Search the entries below. Return every line that has "LoadingFlag" in it.

MATERIAL TO PROCESS below:

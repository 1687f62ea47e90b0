pub mod command;

use log::{error, info, warn};

use crate::fetcher::{FetchError, LoadingFlag, RecordSource};
use crate::model::Record;
use crate::paginator::{Navigation, Page, Paginator};

/// What the renderer should draw right now.
#[derive(Debug)]
pub enum ViewState<'a> {
    Loading,
    Ready(Page<'a, Record>),
    Failed {
        error: &'a FetchError,
        page: Page<'a, Record>,
    },
}

/// The paginated funding table: fetched records, page state and the fetch
/// lifecycle of a single instance.
#[derive(Debug)]
pub struct FundingTable {
    records: Vec<Record>,
    paginator: Paginator,
    loading: LoadingFlag,
    error: Option<FetchError>,
    mounted: bool,
}

impl FundingTable {
    pub fn new(page_size: usize) -> Self {
        Self {
            records: Vec::new(),
            paginator: Paginator::new(page_size),
            loading: LoadingFlag::new(),
            error: None,
            mounted: false,
        }
    }

    /// Handle for observing the loading flag while `mount` is in flight.
    pub fn loading_flag(&self) -> LoadingFlag {
        self.loading.clone()
    }

    pub fn is_loading(&self) -> bool {
        self.loading.is_raised()
    }

    pub fn is_mounted(&self) -> bool {
        self.mounted
    }

    pub fn records(&self) -> &[Record] {
        &self.records
    }

    pub fn error(&self) -> Option<&FetchError> {
        self.error.as_ref()
    }

    pub fn current_page(&self) -> usize {
        self.paginator.current_page()
    }

    pub fn total_pages(&self) -> usize {
        self.paginator.total_pages(self.records.len())
    }

    /// Runs the one fetch this instance ever performs.
    ///
    /// Returns `false` without touching the source when the table was
    /// already mounted. The loading flag is lowered however the fetch ends.
    /// If this future is dropped mid-flight the table is left in the failed
    /// state with `FetchError::Cancelled`.
    pub async fn mount<S: RecordSource>(&mut self, source: &S) -> bool {
        if self.mounted {
            warn!("table already mounted, skipping fetch");
            return false;
        }
        self.mounted = true;
        // replaced once the fetch settles
        self.error = Some(FetchError::Cancelled);

        let outcome = {
            let _guard = self.loading.raise();
            source.fetch_records().await
        };

        match outcome {
            Ok(records) => {
                info!("loaded {} records", records.len());
                self.records = records;
                self.error = None;
            }
            Err(e) => {
                error!("failed to load records: {e}");
                self.records.clear();
                self.error = Some(e);
            }
        }
        self.paginator.reconcile(self.records.len());
        true
    }

    pub fn navigate(&mut self, action: Navigation) -> usize {
        self.paginator.navigate(action, self.records.len())
    }

    pub fn page(&self) -> Page<'_, Record> {
        self.paginator.page(&self.records)
    }

    pub fn state(&self) -> ViewState<'_> {
        if self.is_loading() {
            return ViewState::Loading;
        }
        match self.error.as_ref() {
            Some(error) => ViewState::Failed {
                error,
                page: self.page(),
            },
            None => ViewState::Ready(self.page()),
        }
    }
}

impl Default for FundingTable {
    fn default() -> Self {
        Self::new(crate::paginator::DEFAULT_PAGE_SIZE)
    }
}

End of MATERIAL TO PROCESS.

= TASK RESULT =
use crate::fetcher::{FetchError, LoadingFlag, RecordSource};
    loading: LoadingFlag,
            loading: LoadingFlag::new(),
    pub fn loading_flag(&self) -> LoadingFlag {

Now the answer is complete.